Practical research using the environmentally friendly protective gas Novec612 indicates that its protective mechanism is similar to that of R134a. The protection mechanisms for both gases are based on the generation of the MgF2-stage.

Study of metal crumb layers, Novec 612 with 0.35% fluorine and R134a with 0.15% fluorine. Note that the gas treatment with Novec612 has a higher fluorine content in the metal chip layer. Novec 612 is an effective shielding gas due to its high fluorine content and heat resistance. Due to these two properties, Novec612 was separated at 575 degrees by the analysis of by-products, such as CF4, C2F4, C3F6. Of course, the heat resistance of the gas also has advantages in mixing synthetic air and carrier gas. The oxygen in the synthetic air acts as an oxidant to destroy the strong C-F bond. The fluorine molecules are then released, they react with magnesium and magnesium oxide, and then form a protective layer with the magnesium oxide. The reactions that occur are as follows:

2CF4+O2→2 COF2+2F2

It is important to note that the mixture must be in clear contact with the surface. In the tests carried out, this precaution was achieved through a fine and uniform gas distribution.

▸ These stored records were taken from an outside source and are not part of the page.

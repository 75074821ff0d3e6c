use std::sync::Arc;

use axum::extract::{Path, Query, State};
use axum::Json;
use serde::Deserialize;
use serde_json::{json, Value};
use tracing::{info, warn};

use flowline_core::types::{
    ExecutionReport, InvokeRequest, ModelResponse, Workflow, WorkflowId,
};

use crate::auth;
use crate::error::ApiError;
use crate::middleware::Authenticated;
use crate::state::AppState;

type ApiResult<T> = Result<Json<T>, ApiError>;

// GET /api/health: no auth required
pub async fn health() -> Json<Value> {
    Json(json!({
        "status": "ok",
        "version": env!("CARGO_PKG_VERSION"),
    }))
}

// GET /health: liveness check used by the web frontend
pub async fn health_check() -> Json<Value> {
    Json(json!({ "status": "healthy" }))
}

// GET /
pub async fn root() -> Json<Value> {
    Json(json!({ "Hello": "World" }))
}

#[derive(Deserialize)]
pub struct ListQuery {
    #[serde(default)]
    pub skip: usize,
    #[serde(default = "default_limit")]
    pub limit: usize,
}

fn default_limit() -> usize {
    100
}

// GET /api/v1/workflows?skip=0&limit=100: requires Viewer+
pub async fn list_workflows(
    Authenticated(auth_result): Authenticated,
    State(state): State<Arc<AppState>>,
    Query(q): Query<ListQuery>,
) -> ApiResult<Vec<Workflow>> {
    if !auth::has_viewer_access(&auth_result.role) {
        return Err(ApiError::forbidden());
    }
    Ok(Json(state.store.list_workflows(q.skip, q.limit).await?))
}

// GET /api/v1/workflows/{id}: requires Viewer+
pub async fn get_workflow(
    Authenticated(auth_result): Authenticated,
    State(state): State<Arc<AppState>>,
    Path(id): Path<WorkflowId>,
) -> ApiResult<Workflow> {
    if !auth::has_viewer_access(&auth_result.role) {
        return Err(ApiError::forbidden());
    }
    state
        .store
        .get_workflow(id)
        .await?
        .map(Json)
        .ok_or_else(ApiError::workflow_not_found)
}

#[derive(Deserialize)]
pub struct WorkflowBody {
    pub name: String,
    #[serde(default)]
    pub description: Option<String>,
}

// POST /api/v1/workflows: requires Operator+
pub async fn create_workflow(
    Authenticated(auth_result): Authenticated,
    State(state): State<Arc<AppState>>,
    Json(body): Json<WorkflowBody>,
) -> ApiResult<Workflow> {
    if !auth::has_operator_access(&auth_result.role) {
        return Err(ApiError::forbidden());
    }
    let workflow = state
        .store
        .create_workflow(&body.name, body.description.as_deref())
        .await?;
    info!(
        workflow_id = workflow.id,
        tasks = workflow.tasks.len(),
        by = %auth_result.name,
        "Workflow created"
    );
    Ok(Json(workflow))
}

// PUT /api/v1/workflows/{id}: requires Operator+
pub async fn update_workflow(
    Authenticated(auth_result): Authenticated,
    State(state): State<Arc<AppState>>,
    Path(id): Path<WorkflowId>,
    Json(body): Json<WorkflowBody>,
) -> ApiResult<Workflow> {
    if !auth::has_operator_access(&auth_result.role) {
        return Err(ApiError::forbidden());
    }
    let workflow = state
        .store
        .update_workflow(id, &body.name, body.description.as_deref())
        .await?
        .ok_or_else(ApiError::workflow_not_found)?;
    info!(workflow_id = id, tasks = workflow.tasks.len(), "Workflow updated");
    Ok(Json(workflow))
}

// DELETE /api/v1/workflows/{id}: requires Admin
pub async fn delete_workflow(
    Authenticated(auth_result): Authenticated,
    State(state): State<Arc<AppState>>,
    Path(id): Path<WorkflowId>,
) -> ApiResult<Value> {
    if !auth::has_admin_access(&auth_result.role) {
        return Err(ApiError::forbidden());
    }
    state
        .store
        .delete_workflow(id)
        .await?
        .ok_or_else(ApiError::workflow_not_found)?;
    info!(workflow_id = id, by = %auth_result.name, "Workflow deleted");
    Ok(Json(json!({ "message": "Workflow deleted successfully" })))
}

#[derive(Deserialize)]
pub struct ExecuteQuery {
    #[serde(default)]
    pub input_data: Option<String>,
}

// POST /api/v1/workflows/{id}/execute?input_data=...: requires Operator+
pub async fn execute_workflow(
    Authenticated(auth_result): Authenticated,
    State(state): State<Arc<AppState>>,
    Path(id): Path<WorkflowId>,
    Query(q): Query<ExecuteQuery>,
) -> ApiResult<ExecutionReport> {
    if !auth::has_operator_access(&auth_result.role) {
        return Err(ApiError::forbidden());
    }
    let report = state.executor.execute(id, q.input_data).await?;
    Ok(Json(report))
}

#[derive(Deserialize)]
pub struct InvokeBody {
    pub prompt: String,
    #[serde(default)]
    pub max_tokens: Option<u32>,
    #[serde(default)]
    pub temperature: Option<f32>,
}

// POST /api/v1/models/invoke: requires Operator+
pub async fn invoke_model(
    Authenticated(auth_result): Authenticated,
    State(state): State<Arc<AppState>>,
    Json(body): Json<InvokeBody>,
) -> ApiResult<ModelResponse> {
    if !auth::has_operator_access(&auth_result.role) {
        return Err(ApiError::forbidden());
    }
    let defaults = &state.invoke_defaults;
    let request = InvokeRequest {
        prompt: body.prompt,
        system_prompt: defaults.system_prompt.clone(),
        max_tokens: body.max_tokens.unwrap_or(defaults.max_tokens),
        temperature: body.temperature.unwrap_or(defaults.temperature),
    };

    let response = match state.invoker.invoke(request).await {
        Ok(response) => response,
        Err(e) => {
            warn!(error = %e, "Model invocation failed");
            ModelResponse::failure(e.to_string())
        }
    };
    Ok(Json(response))
}
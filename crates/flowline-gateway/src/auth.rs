use flowline_core::config::{ApiKeyRole, GatewayConfig};

/// Result of a successful authentication.
#[derive(Debug, Clone)]
pub struct AuthResult {
    pub name: String,
    pub role: ApiKeyRole,
}

/// Bearer header -> api_keys -> legacy token -> anonymous.
///
/// Returns `None` when the caller is not authenticated.
pub fn validate_auth(config: &GatewayConfig, bearer: Option<&str>) -> Option<AuthResult> {
    if let Some(bearer_val) = bearer {
        if let Some(ak) = config.api_keys.iter().find(|ak| ak.key == bearer_val) {
            return Some(AuthResult {
                name: ak.name.clone(),
                role: ak.role.clone(),
            });
        }
        if config.token.as_deref() == Some(bearer_val) {
            return Some(legacy_admin());
        }
        return None;
    }

    // Nothing configured = anonymous access
    if config.token.is_none() && config.api_keys.is_empty() {
        Some(AuthResult {
            name: "anonymous".into(),
            role: ApiKeyRole::Admin,
        })
    } else {
        None
    }
}

fn legacy_admin() -> AuthResult {
    AuthResult {
        name: "legacy-token".into(),
        role: ApiKeyRole::Admin,
    }
}

/// Check if a role has at least viewer-level access.
pub fn has_viewer_access(role: &ApiKeyRole) -> bool {
    matches!(role, ApiKeyRole::Viewer | ApiKeyRole::Operator | ApiKeyRole::Admin)
}

/// Check if a role has at least operator-level access.
pub fn has_operator_access(role: &ApiKeyRole) -> bool {
    matches!(role, ApiKeyRole::Operator | ApiKeyRole::Admin)
}

pub fn has_admin_access(role: &ApiKeyRole) -> bool {
    matches!(role, ApiKeyRole::Admin)
}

Another test followed the use of Novec 612, the gas was distributed through a conventional gas treatment unit (seven input lines) located in the furnace. This method requires a higher concentration of Novec than a fine distribution. Negative effects are strong corrosion fatigue. Conclusion: It is not recommended to dispense gases under confinement conditions using conventional gas treatment equipment. The high activity of Novec molecules in the melt makes people very concerned about the safety of the working environment when the machine fails. By using Novec 612, the fluorine atoms contained in the exhaust gas stream combined with the shielding gas are greatly reduced by 54%. This perception has led to a significant reduction in the dangerous potential of globalization in the magnesium casting process.

The highly active chemical advantage is reflected in the formation of mud. The schematic of Figure 1 can be taken as an illustration. As shown in the figure, the oxide particles formed on the surface sink to the bottom of the crucible and are subsequently deposited. This principle is supported by the ratio of the density of magnesium to magnesium oxide. When the magnesium oxide particles formed on the surface exceed the ultimate mass, the buoyancy is insufficient to keep the particles on the surface. The surface of the bath using the Novec 612 for gas treatment is significantly better, with the result that a smaller amount of oxide settles from the surface of the bath to the bottom of the crucible.